Wa Relay
WarnAudited by ClawScan on May 10, 2026.
Overview
The skill is transparent about its WhatsApp relay purpose, but setup can copy your main agent credentials, patch your OpenClaw installation, and replace WhatsApp routing, so it needs careful review before use.
Install only if you want this multi-agent WhatsApp relay and are comfortable with the setup changes. Before running the scripts, back up your OpenClaw config and SOUL.md, review the generated config so existing bindings are not lost, consider using a separate least-privilege auth profile for the relay, and avoid the runtime patch if your OpenClaw version already includes the session-ID fix.
Findings (5)
Artifact-based informational review of SKILL.md, metadata, install specs, static scan signals, and capability signals. ClawScan does not execute the skill or run runtime probes.

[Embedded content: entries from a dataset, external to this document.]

//! Progress reporting trait for long-running aggregation passes.
//!
//! Defines a [`ProgressCallback`] trait that decouples progress reporting
//! from any specific rendering backend (e.g., `indicatif` progress bars,
//! log-only reporting, or silence). Implementations are provided upstream
//! in crates that choose a rendering strategy.

/// Trait for reporting progress from long-running operations.
///
/// Implementations must be `Send + Sync` because features are aggregated
/// on a `rayon` thread pool and every worker reports into the same
/// callback.
pub trait ProgressCallback: Send + Sync {
    /// Set the total expected units of work (enables percentage/ETA).
    fn set_total(&self, total: u64);

    /// Advance progress by `delta` units.
    fn inc(&self, delta: u64);

    /// Update the message displayed alongside the progress indicator.
    fn set_message(&self, msg: String);

    /// Mark progress as complete with a final message.
    fn finish(&self, msg: String);
}

/// A no-op implementation of [`ProgressCallback`] that silently ignores
/// all progress updates.
pub struct NullProgress;

impl ProgressCallback for NullProgress {
    fn set_total(&self, _total: u64) {}
    fn inc(&self, _delta: u64) {}
    fn set_message(&self, _msg: String) {}
    fn finish(&self, _msg: String) {}
}
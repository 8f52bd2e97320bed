#![cfg_attr(feature = "fail-on-warnings", deny(warnings))]
#![warn(clippy::all, clippy::pedantic, clippy::nursery, clippy::cargo)]
#![allow(clippy::multiple_crate_versions, clippy::cargo_common_metadata)]

//! CLI entry point for crash severity scoring.
//!
//! Uses `indicatif-log-bridge` (via [`crash_score_cli_utils::init_logger`])
//! to route `log` output through `indicatif::MultiProgress` so that log
//! lines and progress bars never fight for the terminal.

mod pipeline;

use std::path::PathBuf;
use std::time::Instant;

use clap::{Args, Parser, Subcommand};
use crash_score_cli_utils::init_logger;
use crash_score_config::{ConfigError, ConfigOverrides, RunConfig};
use crash_score_network_models::FeatureKind;

#[derive(Parser)]
#[command(
    name = "crash_score",
    about = "EPDO crash severity scoring for intersections and road segments"
)]
struct Cli {
    #[command(subcommand)]
    command: Commands,
}

#[derive(Subcommand)]
enum Commands {
    /// Score every intersection and segment and write the high-crash tables
    Run {
        #[command(flatten)]
        args: ConfigArgs,
        /// Also write a `GeoJSON` file of the high-crash polygons
        #[arg(long)]
        geojson: bool,
    },
    /// Parse and validate a configuration file without reading any data
    Validate {
        #[command(flatten)]
        args: ConfigArgs,
    },
    /// Report how many features each threshold would select. Writes nothing.
    Sweep {
        #[command(flatten)]
        args: ConfigArgs,
        /// Feature set to sweep ("intersection" or "segment")
        #[arg(long, value_parser = parse_kind)]
        kind: FeatureKind,
        /// Comma-separated list of thresholds to try (e.g., "1,3,5,10")
        #[arg(long, value_delimiter = ',', required = true)]
        thresholds: Vec<u64>,
    },
}

/// Config file location plus command line overrides for its values.
#[derive(Args)]
struct ConfigArgs {
    /// Path to the TOML run configuration
    #[arg(long)]
    config: PathBuf,
    /// Weight for fatal crashes
    #[arg(long)]
    fatal_weight: Option<f64>,
    /// Weight for incapacitating (serious) injury crashes
    #[arg(long)]
    serious_weight: Option<f64>,
    /// Weight for non-incapacitating injury crashes
    #[arg(long)]
    non_serious_weight: Option<f64>,
    /// Weight for possible injury crashes
    #[arg(long)]
    possible_weight: Option<f64>,
    /// Minimum crash count for a high-crash intersection
    #[arg(long, allow_negative_numbers = true)]
    intersection_threshold: Option<i64>,
    /// Minimum crash count for a high-crash segment
    #[arg(long, allow_negative_numbers = true)]
    segment_threshold: Option<i64>,
    /// Crash records file
    #[arg(long)]
    crashes: Option<PathBuf>,
    /// Intersection polygons (`GeoJSON`)
    #[arg(long)]
    intersections: Option<PathBuf>,
    /// Segment polygons (`GeoJSON`)
    #[arg(long)]
    segments: Option<PathBuf>,
    /// Directory result files are written to
    #[arg(long)]
    output_dir: Option<PathBuf>,
}

impl ConfigArgs {
    fn load(self, geojson: bool) -> Result<RunConfig, ConfigError> {
        let overrides = ConfigOverrides {
            fatal_weight: self.fatal_weight,
            serious_weight: self.serious_weight,
            non_serious_weight: self.non_serious_weight,
            possible_weight: self.possible_weight,
            intersection_threshold: self.intersection_threshold,
            segment_threshold: self.segment_threshold,
            crashes: self.crashes,
            intersections: self.intersections,
            segments: self.segments,
            output_dir: self.output_dir,
            geojson,
        };
        RunConfig::load(&self.config, &overrides)
    }
}

fn parse_kind(value: &str) -> Result<FeatureKind, String> {
    value
        .parse()
        .map_err(|_| format!("unknown feature kind '{value}' (expected intersection or segment)"))
}

fn main() -> Result<(), Box<dyn std::error::Error>> {
    let multi = init_logger();
    let cli = Cli::parse();

    match cli.command {
        Commands::Run { args, geojson } => {
            let start = Instant::now();
            let config = args.load(geojson)?;
            let summary = pipeline::run(&config, &multi)?;

            println!(
                "Crashes: {} loaded, {} skipped without location",
                summary.crashes.loaded, summary.crashes.skipped_geometry
            );
            println!(
                "{:<14} {:>9} {:>7} {:>9} {:>9}",
                "KIND", "THRESHOLD", "SCORED", "SELECTED", "SKIPPED"
            );
            println!("{}", "-".repeat(52));
            for kind in &summary.kinds {
                println!(
                    "{:<14} {:>9} {:>7} {:>9} {:>9}",
                    kind.kind.label(),
                    kind.threshold,
                    kind.scored,
                    kind.selected,
                    kind.skipped
                );
            }
            for path in &summary.written {
                println!("Wrote {}", path.display());
            }

            log::info!("Finished in {:.1}s", start.elapsed().as_secs_f64());
        }
        Commands::Validate { args } => {
            let path = args.config.clone();
            let config = args.load(false)?;
            let weights = &config.weights;

            println!("{} is valid", path.display());
            println!(
                "  weights: fatal={} serious={} non_serious={} possible={} pdo=1",
                weights.fatal(),
                weights.serious(),
                weights.non_serious(),
                weights.possible()
            );
            for &kind in FeatureKind::all() {
                println!(
                    "  {}: threshold {} from {}",
                    kind.label(),
                    config.thresholds.for_kind(kind),
                    config.inputs.features(kind).display()
                );
            }
            println!("  crashes: {}", config.inputs.crashes.display());
            println!("  output: {}", config.output.dir.display());
        }
        Commands::Sweep {
            args,
            kind,
            thresholds,
        } => {
            let config = args.load(false)?;
            let counts = pipeline::sweep(&config, kind, &thresholds, &multi)?;

            println!("{:<12} SELECTED", "THRESHOLD");
            println!("{}", "-".repeat(24));
            for (threshold, selected) in counts {
                println!("{threshold:<12} {selected}");
            }
        }
    }

    Ok(())
}

#[cfg(test)]
mod tests {
    use super::*;

    #[test]
    fn cli_definition_is_consistent() {
        use clap::CommandFactory;
        Cli::command().debug_assert();
    }

    #[test]
    fn sweep_parses_threshold_list() {
        let cli = Cli::try_parse_from([
            "crash_score",
            "sweep",
            "--config",
            "run.toml",
            "--kind",
            "segment",
            "--thresholds",
            "1,3,5",
        ])
        .unwrap();
        let Commands::Sweep {
            kind, thresholds, ..
        } = cli.command
        else {
            panic!("expected sweep");
        };
        assert_eq!(kind, FeatureKind::Segment);
        assert_eq!(thresholds, vec![1, 3, 5]);
    }

    #[test]
    fn unknown_kind_rejected() {
        let result = Cli::try_parse_from([
            "crash_score",
            "sweep",
            "--config",
            "run.toml",
            "--kind",
            "corridor",
            "--thresholds",
            "1",
        ]);
        assert!(result.is_err());
    }

    #[test]
    fn negative_threshold_override_reaches_config() {
        let cli = Cli::try_parse_from([
            "crash_score",
            "run",
            "--config",
            "run.toml",
            "--segment-threshold",
            "-2",
        ])
        .unwrap();
        let Commands::Run { args, geojson } = cli.command else {
            panic!("expected run");
        };
        assert_eq!(args.segment_threshold, Some(-2));
        assert!(!geojson);
    }
}
#![cfg_attr(feature = "fail-on-warnings", deny(warnings))]
#![warn(clippy::all, clippy::pedantic, clippy::nursery, clippy::cargo)]
#![allow(clippy::multiple_crate_versions, clippy::cargo_common_metadata)]

//! Crash record types and injury-severity tier classification.
//!
//! Every crash is assigned exactly one [`SeverityTier`] when the record is
//! created. Tiers are decided by walking [`TIER_RULES`] top-down, so the
//! most severe injury recorded on a crash always wins.

use serde::{Deserialize, Serialize};
use strum_macros::{AsRefStr, Display, EnumString};

/// Injury-severity tier of a single crash, most severe first.
#[derive(
    Debug,
    Clone,
    Copy,
    PartialEq,
    Eq,
    PartialOrd,
    Ord,
    Hash,
    Serialize,
    Deserialize,
    Display,
    EnumString,
    AsRefStr,
)]
#[serde(rename_all = "SCREAMING_SNAKE_CASE")]
#[strum(serialize_all = "SCREAMING_SNAKE_CASE")]
pub enum SeverityTier {
    /// At least one fatality
    Fatal,
    /// Incapacitating (serious) injury, no fatality
    Incapacitating,
    /// Non-incapacitating (minor) injury, nothing more severe
    NonIncapacitating,
    /// Possible injury only
    Possible,
    /// Property damage only, no injury of any kind recorded
    Pdo,
}

impl SeverityTier {
    /// Returns all variants of this enum, most severe first.
    #[must_use]
    pub const fn all() -> &'static [Self] {
        &[
            Self::Fatal,
            Self::Incapacitating,
            Self::NonIncapacitating,
            Self::Possible,
            Self::Pdo,
        ]
    }
}

/// Fatality and injury counts recorded on a crash.
///
/// Absent or null counts in the raw data are represented as 0.
#[derive(Debug, Clone, Copy, Default, PartialEq, Eq, Hash, Serialize, Deserialize)]
pub struct InjuryCounts {
    /// Number of people killed.
    pub fatalities: u32,
    /// Number of incapacitating injuries.
    pub incapacitating: u32,
    /// Number of non-incapacitating injuries.
    pub non_incapacitating: u32,
    /// Number of possible injuries.
    pub possible: u32,
}

impl InjuryCounts {
    /// Builds counts from nullable raw values, treating `None` as 0.
    #[must_use]
    pub fn from_nullable(
        fatalities: Option<u32>,
        incapacitating: Option<u32>,
        non_incapacitating: Option<u32>,
        possible: Option<u32>,
    ) -> Self {
        Self {
            fatalities: fatalities.unwrap_or(0),
            incapacitating: incapacitating.unwrap_or(0),
            non_incapacitating: non_incapacitating.unwrap_or(0),
            possible: possible.unwrap_or(0),
        }
    }
}

/// One entry of the tier assignment table.
#[derive(Debug, Clone, Copy)]
pub struct TierRule {
    /// Tier assigned when [`TierRule::matches`] returns `true`.
    pub tier: SeverityTier,
    /// Predicate over the crash's counts.
    pub matches: fn(&InjuryCounts) -> bool,
}

/// Tier rules in priority order. A crash matching none of them is
/// [`SeverityTier::Pdo`].
///
/// Each predicate also requires every more severe count to be zero, so at
/// most one rule can match any set of counts.
pub const TIER_RULES: &[TierRule] = &[
    TierRule {
        tier: SeverityTier::Fatal,
        matches: |c| c.fatalities != 0,
    },
    TierRule {
        tier: SeverityTier::Incapacitating,
        matches: |c| c.incapacitating != 0 && c.fatalities == 0,
    },
    TierRule {
        tier: SeverityTier::NonIncapacitating,
        matches: |c| c.non_incapacitating != 0 && c.fatalities == 0 && c.incapacitating == 0,
    },
    TierRule {
        tier: SeverityTier::Possible,
        matches: |c| {
            c.possible != 0
                && c.fatalities == 0
                && c.incapacitating == 0
                && c.non_incapacitating == 0
        },
    },
];

/// Assigns the single severity tier for a crash's counts.
#[must_use]
pub fn classify(counts: &InjuryCounts) -> SeverityTier {
    TIER_RULES
        .iter()
        .find(|rule| (rule.matches)(counts))
        .map_or(SeverityTier::Pdo, |rule| rule.tier)
}

/// A single observed crash with its severity tier already assigned.
///
/// Fields are private so the tier can never drift from the counts it was
/// derived from.
#[derive(Debug, Clone, PartialEq)]
pub struct CrashRecord {
    id: String,
    longitude: f64,
    latitude: f64,
    counts: InjuryCounts,
    tier: SeverityTier,
}

impl CrashRecord {
    /// Creates a crash record and classifies it.
    #[must_use]
    pub fn new(id: impl Into<String>, longitude: f64, latitude: f64, counts: InjuryCounts) -> Self {
        Self {
            id: id.into(),
            longitude,
            latitude,
            tier: classify(&counts),
            counts,
        }
    }

    /// Source identifier of the crash.
    #[must_use]
    pub fn id(&self) -> &str {
        &self.id
    }

    /// Longitude (x) of the crash location.
    #[must_use]
    pub const fn longitude(&self) -> f64 {
        self.longitude
    }

    /// Latitude (y) of the crash location.
    #[must_use]
    pub const fn latitude(&self) -> f64 {
        self.latitude
    }

    /// Raw injury counts the tier was derived from.
    #[must_use]
    pub const fn counts(&self) -> &InjuryCounts {
        &self.counts
    }

    /// Assigned severity tier.
    #[must_use]
    pub const fn tier(&self) -> SeverityTier {
        self.tier
    }
}
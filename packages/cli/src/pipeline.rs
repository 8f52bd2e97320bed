//! Scoring pipeline for the `run` and `sweep` commands.
//!
//! Every input is loaded and every feature set scored before any output is
//! written. A schema or scoring error therefore aborts the run without
//! leaving partial result files behind.

use std::error::Error;
use std::path::PathBuf;

use chrono::Local;
use crash_score_cli_utils::{IndicatifProgress, MultiProgress};
use crash_score_config::RunConfig;
use crash_score_io::output::{self, StagedFile};
use crash_score_io::{DataError, LoadReport, Loaded, crashes, features};
use crash_score_network_models::{FeatureKind, NetworkFeature};
use crash_score_scoring::{
    FeatureSetResult, ScoringError, projection, score_feature_set, threshold,
};
use crash_score_spatial::CrashIndex;

/// Per-kind outcome of a run.
#[derive(Debug, Clone, PartialEq, Eq)]
pub struct KindSummary {
    pub kind: FeatureKind,
    pub threshold: u64,
    /// Features aggregated and scored.
    pub scored: usize,
    /// Features at or above the threshold.
    pub selected: usize,
    /// Features skipped for unusable geometry.
    pub skipped: usize,
}

#[derive(Debug, Clone)]
pub struct RunSummary {
    pub crashes: LoadReport,
    pub kinds: Vec<KindSummary>,
    pub written: Vec<PathBuf>,
}

/// Runs the full pipeline and writes one result file per feature kind.
///
/// # Errors
///
/// Returns an error if any input cannot be loaded, any feature cannot be
/// scored, or the results cannot be written.
pub fn run(config: &RunConfig, multi: &MultiProgress) -> Result<RunSummary, Box<dyn Error>> {
    let (index, crash_report) = load_crash_index(config)?;

    let mut loaded = Vec::with_capacity(FeatureKind::all().len());
    for &kind in FeatureKind::all() {
        loaded.push((kind, load_features(config, kind)?));
    }

    let steps = IndicatifProgress::steps_bar(multi, loaded.len() as u64);
    let mut results = Vec::with_capacity(loaded.len());
    let mut kinds = Vec::with_capacity(loaded.len());
    for (kind, Loaded { records, report }) in loaded {
        let threshold = config.thresholds.for_kind(kind);
        let result = score_kind(config, &index, kind, records, threshold, multi)?;
        kinds.push(KindSummary {
            kind,
            threshold,
            scored: result.scored.len(),
            selected: result.high_crash().len(),
            skipped: report.skipped_geometry,
        });
        results.push(result);
        steps.inc(1);
    }

    let written = write_outputs(config, &results)?;
    steps.finish(format!("Wrote {} result files", written.len()));

    Ok(RunSummary {
        crashes: crash_report,
        kinds,
        written,
    })
}

/// Scores one feature kind and counts how many features each threshold
/// would select. Nothing is written.
///
/// # Errors
///
/// Returns an error if an input cannot be loaded or a feature cannot be
/// scored.
pub fn sweep(
    config: &RunConfig,
    kind: FeatureKind,
    thresholds: &[u64],
    multi: &MultiProgress,
) -> Result<Vec<(u64, usize)>, Box<dyn Error>> {
    let (index, _) = load_crash_index(config)?;
    let Loaded { records, .. } = load_features(config, kind)?;
    let result = score_kind(
        config,
        &index,
        kind,
        records,
        config.thresholds.for_kind(kind),
        multi,
    )?;
    Ok(threshold::sweep(&result.scored, thresholds))
}

fn load_crash_index(config: &RunConfig) -> Result<(CrashIndex, LoadReport), DataError> {
    let Loaded { records, report } = crashes::load_crashes(
        &config.inputs.crashes,
        &config.crash_fields,
        config.delimiter,
    )?;
    let index = CrashIndex::build(&records);
    if index.is_empty() {
        log::warn!(
            "No usable crash locations in {}, every feature will score 0",
            config.inputs.crashes.display()
        );
    }
    Ok((index, report))
}

fn load_features(
    config: &RunConfig,
    kind: FeatureKind,
) -> Result<Loaded<NetworkFeature>, DataError> {
    features::load_features(config.inputs.features(kind), kind, &config.feature_fields)
}

fn score_kind(
    config: &RunConfig,
    index: &CrashIndex,
    kind: FeatureKind,
    features: Vec<NetworkFeature>,
    threshold: u64,
    multi: &MultiProgress,
) -> Result<FeatureSetResult, ScoringError> {
    let progress = IndicatifProgress::features_bar(multi, kind);
    score_feature_set(
        index,
        kind,
        features,
        &config.weights,
        threshold,
        progress.as_ref(),
    )
}

fn write_outputs(
    config: &RunConfig,
    results: &[FeatureSetResult],
) -> Result<Vec<PathBuf>, DataError> {
    std::fs::create_dir_all(&config.output.dir)?;
    let stamp = output::run_stamp(&Local::now());

    let mut staged = Vec::new();
    if let Err(e) = stage_results(config, results, &stamp, &mut staged) {
        output::discard(staged);
        return Err(e);
    }
    output::commit(staged)
}

fn stage_results(
    config: &RunConfig,
    results: &[FeatureSetResult],
    stamp: &str,
    staged: &mut Vec<StagedFile>,
) -> Result<(), DataError> {
    let dir = &config.output.dir;

    for result in results {
        let ranked = result.ranked_high_crash();
        let rows = projection::project(&ranked);

        let path = output::output_path(dir, result.kind, stamp, "csv");
        staged.push(output::stage(&path, |w| {
            output::write_csv(w, result.kind, &rows)
        })?);

        if config.output.geojson {
            let path = output::output_path(dir, result.kind, stamp, "geojson");
            staged.push(output::stage(&path, |w| output::write_geojson(w, &ranked))?);
        }
    }

    Ok(())
}
//! Property-damage-only count and EPDO index for a single feature.
//!
//! `pdo_count` is whatever part of the total is not explained by an
//! injury tier. The EPDO index weights every crash by severity and divides
//! by the total, so it reads as PDO-equivalent cost per crash. A feature
//! with no crashes has an index of 0.

use crash_score_crash_models::SeverityTier;
use crash_score_network_models::{FeatureScore, SeverityWeights, TierCounts};

use crate::ScoringError;

/// Crashes on the feature that recorded no injury.
///
/// Clamped at 0 if the injury tiers ever exceed the total.
#[must_use]
pub const fn pdo_count(counts: &TierCounts) -> u64 {
    counts.total.saturating_sub(counts.injury_sum())
}

/// Severity-weighted crash cost per crash.
///
/// A feature with `total == 0` has no crash history and scores 0.
#[must_use]
#[allow(clippy::cast_precision_loss)]
pub fn epdo_index(counts: &TierCounts, pdo_count: u64, weights: &SeverityWeights) -> f64 {
    if counts.total == 0 {
        return 0.0;
    }

    let weighted: f64 = [
        (SeverityTier::Fatal, counts.fatal),
        (SeverityTier::Incapacitating, counts.incapacitating),
        (SeverityTier::NonIncapacitating, counts.non_incapacitating),
        (SeverityTier::Possible, counts.possible),
        (SeverityTier::Pdo, pdo_count),
    ]
    .into_iter()
    .map(|(tier, count)| count as f64 * weights.for_tier(tier))
    .sum();

    weighted / counts.total as f64
}

/// Computes the full [`FeatureScore`] for one feature.
///
/// # Errors
///
/// Returns [`ScoringError::NonFiniteIndex`] if the index overflows to a
/// non-finite value.
pub fn score(
    feature_id: &str,
    counts: &TierCounts,
    weights: &SeverityWeights,
) -> Result<FeatureScore, ScoringError> {
    let pdo_count = pdo_count(counts);
    let epdo_index = epdo_index(counts, pdo_count, weights);

    if !epdo_index.is_finite() {
        return Err(ScoringError::NonFiniteIndex {
            feature_id: feature_id.to_string(),
        });
    }

    Ok(FeatureScore {
        pdo_count,
        epdo_index,
    })
}

#[cfg(test)]
mod tests {
    use super::*;

    fn weights() -> SeverityWeights {
        SeverityWeights::try_new(10.0, 5.0, 3.0, 1.0).unwrap()
    }

    fn approx_eq(a: f64, b: f64) -> bool {
        (a - b).abs() < 1e-9
    }

    #[test]
    fn single_fatal_crash_scores_fatal_weight() {
        let counts = TierCounts {
            fatal: 1,
            total: 1,
            ..TierCounts::default()
        };
        let result = score("a", &counts, &weights()).unwrap();
        assert_eq!(result.pdo_count, 0);
        assert!(approx_eq(result.epdo_index, 10.0), "{}", result.epdo_index);
    }

    #[test]
    fn no_crashes_scores_zero() {
        let result = score("a", &TierCounts::default(), &weights()).unwrap();
        assert_eq!(result.pdo_count, 0);
        assert!(approx_eq(result.epdo_index, 0.0));
    }

    #[test]
    fn pdo_and_possible_average() {
        let counts = TierCounts {
            possible: 1,
            total: 2,
            ..TierCounts::default()
        };
        let result = score("a", &counts, &weights()).unwrap();
        assert_eq!(result.pdo_count, 1);
        assert!(approx_eq(result.epdo_index, 1.0), "{}", result.epdo_index);
    }

    #[test]
    fn mixed_tiers() {
        let counts = TierCounts {
            fatal: 1,
            incapacitating: 2,
            non_incapacitating: 1,
            possible: 0,
            total: 6,
        };
        let result = score("a", &counts, &weights()).unwrap();
        assert_eq!(result.pdo_count, 2);
        // (10 + 2*5 + 3 + 2) / 6
        assert!(approx_eq(result.epdo_index, 25.0 / 6.0), "{}", result.epdo_index);
    }

    #[test]
    fn inconsistent_counts_clamp_pdo() {
        let counts = TierCounts {
            fatal: 3,
            total: 2,
            ..TierCounts::default()
        };
        assert_eq!(pdo_count(&counts), 0);
    }

    #[test]
    fn pdo_never_exceeds_total() {
        for total in 0..5 {
            for possible in 0..5 {
                let counts = TierCounts {
                    possible,
                    total,
                    ..TierCounts::default()
                };
                let pdo = pdo_count(&counts);
                assert!(pdo <= total, "pdo {pdo} > total {total}");
            }
        }
    }

    #[test]
    fn index_positive_whenever_crashes_exist() {
        let zero = SeverityWeights::try_new(0.0, 0.0, 0.0, 0.0).unwrap();
        let counts = TierCounts {
            fatal: 1,
            total: 2,
            ..TierCounts::default()
        };
        let result = score("a", &counts, &zero).unwrap();
        assert!(result.epdo_index >= 0.0);
        assert!(approx_eq(result.epdo_index, 0.5));
    }

    #[test]
    fn each_tier_weighted_by_its_own_weight() {
        let weights = weights();
        let single = |tier| {
            let mut counts = TierCounts {
                total: 1,
                ..TierCounts::default()
            };
            match tier {
                SeverityTier::Fatal => counts.fatal = 1,
                SeverityTier::Incapacitating => counts.incapacitating = 1,
                SeverityTier::NonIncapacitating => counts.non_incapacitating = 1,
                SeverityTier::Possible => counts.possible = 1,
                SeverityTier::Pdo => {}
            }
            counts
        };

        for tier in [
            SeverityTier::Fatal,
            SeverityTier::Incapacitating,
            SeverityTier::NonIncapacitating,
            SeverityTier::Possible,
            SeverityTier::Pdo,
        ] {
            let result = score("a", &single(tier), &weights).unwrap();
            assert!(
                approx_eq(result.epdo_index, weights.for_tier(tier)),
                "{tier:?}: {}",
                result.epdo_index
            );
        }
    }

    #[test]
    fn overflow_is_reported() {
        let huge = SeverityWeights::try_new(f64::MAX, f64::MAX, 0.0, 0.0).unwrap();
        let counts = TierCounts {
            fatal: 2,
            incapacitating: 2,
            total: 4,
            ..TierCounts::default()
        };
        let err = score("x", &counts, &huge).unwrap_err();
        assert!(
            matches!(err, ScoringError::NonFiniteIndex { ref feature_id } if feature_id == "x"),
            "{err}"
        );
    }
}
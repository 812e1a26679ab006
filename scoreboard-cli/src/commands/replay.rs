//! `scoreboard replay <FEED>` — apply a match feed and print the summary.

use std::path::PathBuf;

use anyhow::{Context, Result};
use clap::Args;
use colored::Colorize;
use tabled::{settings::Style, Table, Tabled};

use scoreboard_core::{Scoreboard, ScoreboardError, Summary};

use crate::feed::{self, FeedEvent};

/// Arguments for `scoreboard replay`.
#[derive(Args, Debug)]
pub struct ReplayArgs {
    /// Path to a YAML match feed, or `-` to read from stdin.
    pub feed: PathBuf,

    /// Emit the summary as JSON.
    #[arg(long)]
    pub json: bool,

    /// Stop at the first rejected event and exit with an error.
    #[arg(long)]
    pub strict: bool,
}

#[derive(Tabled)]
struct SummaryRow {
    #[tabled(rename = "#")]
    rank: usize,
    #[tabled(rename = "home")]
    home: String,
    #[tabled(rename = "score")]
    score: String,
    #[tabled(rename = "away")]
    away: String,
}

impl ReplayArgs {
    pub fn run(self) -> Result<()> {
        let events = feed::load(&self.feed)?;
        let board = Scoreboard::new();

        let mut rejected = 0usize;
        for (index, event) in events.iter().enumerate() {
            if let Err(err) = apply(&board, event) {
                if self.strict {
                    return Err(err).with_context(|| {
                        format!("event #{} ({event}) was rejected", index + 1)
                    });
                }
                rejected += 1;
                eprintln!(
                    "{} event #{} ({event}): {err}",
                    "rejected".yellow().bold(),
                    index + 1
                );
            }
        }
        eprintln!("applied {} event(s), {rejected} rejected", events.len());

        let summary = board.summary();
        if self.json {
            println!(
                "{}",
                serde_json::to_string_pretty(&summary).context("failed to serialize summary JSON")?
            );
        } else {
            print_table(&summary);
        }
        Ok(())
    }
}

fn apply(board: &Scoreboard, event: &FeedEvent) -> Result<(), ScoreboardError> {
    tracing::debug!(%event, "applying feed event");
    match event {
        FeedEvent::Start { home, away } => board.start_match(home, away).map(|_| ()),
        FeedEvent::Update { home, away, home_score, away_score } => board
            .update_score(home, away, *home_score, *away_score)
            .map(|_| ()),
        FeedEvent::Finish { home, away } => {
            // Finishing an unknown match is a logged no-op, not a rejection.
            board.finish_match(home, away);
            Ok(())
        }
    }
}

fn print_table(summary: &Summary) {
    if summary.is_empty() {
        println!("No matches in progress.");
        return;
    }

    let rows: Vec<SummaryRow> = summary
        .iter()
        .enumerate()
        .map(|(i, m)| SummaryRow {
            rank: i + 1,
            home: m.home().to_string(),
            score: format!("{} - {}", m.home_score(), m.away_score()),
            away: m.away().to_string(),
        })
        .collect();
    let mut table = Table::new(rows);
    table.with(Style::rounded());
    println!("{table}");
}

The relay agent may gain access to the same model-provider credentials as the main agent, increasing the impact if the relay workspace or its instructions are misused.
The setup script copies the main agent's full auth-profiles.json into the relay agent. This is disclosed and confirmation-gated, but it duplicates sensitive provider credentials into another agent rather than using a narrower credential scope.
MAIN_AUTH="$OPENCLAW_DIR/agents/main/agent/auth-profiles.json" ... cp "$MAIN_AUTH" "$RELAY_AUTH_DIR/auth-profiles.json"
Only approve this if you are comfortable sharing the main agent’s credentials with the relay agent. Prefer a least-privilege or separate provider profile for the relay, and remove the copied file if uninstalling.
This can persistently change how your OpenClaw installation validates session IDs and may affect other agents or future troubleshooting.
The setup script runs Node code to modify OpenClaw's installed dist files outside the skill directory. It creates backups and asks for confirmation, but it still patches the local runtime validator globally.
node -e "... fs.writeFileSync('${f}.bak', c); c = c.replace(old, nw); fs.writeFileSync('$f', c); ..."Prefer updating OpenClaw to a version with the upstream fix. If you use the patch, review the exact files changed, keep backups, and revert once no longer needed.
Applying the generated config without reviewing existing bindings could disrupt other routes or send all non-allowlisted WhatsApp traffic to the relay agent.
The generated setup flow encourages applying a gateway config patch that replaces existing bindings and adds a WhatsApp catch-all route to the relay agent.
- The "bindings" array REPLACES any existing bindings ... gateway config.patch with the JSON above
Manually review and merge the generated bindings with your current gateway config. Back up the existing config before applying config.patch.
A malicious sender could include prompt-like text in a WhatsApp message that the main agent sees while preparing an owner notification.
The relay intentionally forwards third-party WhatsApp content into the main agent session. This is purpose-aligned, but the forwarded text is untrusted external input.
Use the `sessions_send` tool with: - sessionKey: "agent:main:main" - message: "📩 RELAY de [sender number]: [exact message]"
Keep the owner in the approval loop and consider adding explicit main-agent instructions to treat relayed message bodies as untrusted content, not commands.
The main agent will continue following the added relay behavior until the SOUL.md change is reviewed or removed.
The setup script persistently appends relay-handling instructions to the main agent's SOUL.md. This is disclosed and aligned with the relay purpose, but it changes persistent agent behavior.
printf '\n%s\n' "$RELAY_SECTION" >> "$MAIN_SOUL"
Review the appended SOUL.md section after setup and keep a backup of the original main agent instructions.